> What to work on
Report each line of the entries that contains the word "HashSet", copied in full.

━━━ Record excerpts

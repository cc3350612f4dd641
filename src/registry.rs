use std::collections::{HashMap, HashSet};
use std::fmt;

use log::{debug, info};
use tokio::sync::{mpsc, RwLock};
use uuid::Uuid;
use warp::ws::Message as WsMessage;

use crate::error::HubError;
use crate::messages::ServerMessage;

/// Queue feeding a connection's socket writer.
pub type Outbound = mpsc::UnboundedSender<WsMessage>;

/// Opaque handle for one live transport connection.
#[derive(Debug, Clone, Copy, PartialEq, Eq, Hash, PartialOrd, Ord)]
pub struct ConnectionId(Uuid);

impl ConnectionId {
    fn new() -> Self {
        ConnectionId(Uuid::new_v4())
    }
}

impl fmt::Display for ConnectionId {
    fn fmt(&self, f: &mut fmt::Formatter<'_>) -> fmt::Result {
        fmt::Display::fmt(&self.0, f)
    }
}

struct Connection {
    sender: Outbound,
    user_id: Option<String>,
}

#[derive(Default)]
struct RegistryState {
    connections: HashMap<ConnectionId, Connection>,
    users: HashMap<String, HashSet<ConnectionId>>,
}

/// Identity and liveness of every open connection. A user may hold several
/// connections at once.
#[derive(Default)]
pub struct ConnectionRegistry {
    state: RwLock<RegistryState>,
}

impl ConnectionRegistry {
    pub fn new() -> Self {
        Self::default()
    }

    pub async fn on_connect(&self, sender: Outbound) -> ConnectionId {
        let id = ConnectionId::new();
        let mut state = self.state.write().await;
        state.connections.insert(id, Connection { sender, user_id: None });
        info!("Connection {} opened ({} live)", id, state.connections.len());
        id
    }

    pub async fn bind_identity(&self, id: ConnectionId, user_id: &str) -> Result<(), HubError> {
        let mut state = self.state.write().await;
        let Some(connection) = state.connections.get_mut(&id) else {
            return Err(HubError::Unauthorized("connection is closed".into()));
        };
        if let Some(bound) = connection.user_id.as_deref() {
            return if bound == user_id {
                Ok(())
            } else {
                Err(HubError::bound_elsewhere())
            };
        }
        connection.user_id = Some(user_id.to_string());
        state
            .users
            .entry(user_id.to_string())
            .or_default()
            .insert(id);
        debug!("Connection {} bound to user {}", id, user_id);
        Ok(())
    }

    /// Forget the connection. Returns the user it was bound to, if any. Safe to
    /// call for unknown or already removed handles.
    pub async fn on_disconnect(&self, id: ConnectionId) -> Option<String> {
        let mut state = self.state.write().await;
        let connection = state.connections.remove(&id)?;
        if let Some(user_id) = &connection.user_id {
            if let Some(ids) = state.users.get_mut(user_id) {
                ids.remove(&id);
                if ids.is_empty() {
                    state.users.remove(user_id);
                }
            }
        }
        info!("Connection {} closed ({} live)", id, state.connections.len());
        connection.user_id
    }

    pub async fn is_live(&self, id: ConnectionId) -> bool {
        self.state.read().await.connections.contains_key(&id)
    }

    pub async fn user_of(&self, id: ConnectionId) -> Option<String> {
        let state = self.state.read().await;
        state.connections.get(&id)?.user_id.clone()
    }

    #[cfg(test)]
    pub async fn connections_of(&self, user_id: &str) -> Vec<ConnectionId> {
        let state = self.state.read().await;
        state
            .users
            .get(user_id)
            .map(|ids| ids.iter().copied().collect())
            .unwrap_or_default()
    }

    /// Distinct users with at least one bound connection.
    pub async fn user_count(&self) -> usize {
        self.state.read().await.users.len()
    }

    pub async fn len(&self) -> usize {
        self.state.read().await.connections.len()
    }

    pub async fn is_empty(&self) -> bool {
        self.len().await == 0
    }

    /// Send to a single connection. Returns whether the frame was queued.
    pub async fn send_to(&self, id: ConnectionId, message: &ServerMessage) -> bool {
        match message.to_frame() {
            Some(frame) => self.deliver(&[id], &frame).await == 1,
            None => false,
        }
    }

    /// Queue `frame` on every listed connection that is still open. A failure
    /// on one connection never stops delivery to the rest. Returns how many
    /// connections the frame was queued on.
    pub async fn deliver(&self, targets: &[ConnectionId], frame: &WsMessage) -> usize {
        let state = self.state.read().await;
        let mut delivered = 0;
        for id in targets {
            let Some(connection) = state.connections.get(id) else {
                continue;
            };
            if connection.sender.send(frame.clone()).is_ok() {
                delivered += 1;
            } else {
                debug!("Dropping frame for connection {}: writer is gone", id);
            }
        }
        delivered
    }
}
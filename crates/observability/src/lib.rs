//! Tracing and logging setup shared by Light binaries.

/// Initialize process-wide tracing from the environment.
///
/// This is safe to call multiple times; subsequent calls become no-ops.
pub fn init() {
    tracing::init();
}

/// Tracing configuration (filters, output format).
pub mod tracing;
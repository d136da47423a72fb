//! Entity trait: identity + storage kind for durable records.

/// A durable record addressed by a stable identifier.
///
/// `KIND` names the entity group in the datastore (e.g. `"Job"`); together with
/// `storage_key()` it forms the datastore key.
pub trait Entity {
    /// Strongly-typed entity identifier.
    type Id: Clone + Eq + core::hash::Hash + core::fmt::Debug + core::fmt::Display;

    /// Datastore kind for this entity type.
    const KIND: &'static str;

    /// Returns the entity identifier.
    fn id(&self) -> &Self::Id;

    /// String form of the identifier used as the datastore key name.
    fn storage_key(&self) -> String {
        self.id().to_string()
    }
}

━━━━━━

> Expected answer
use std::collections::{HashMap, HashSet};
    users: HashMap<String, HashSet<ConnectionId>>,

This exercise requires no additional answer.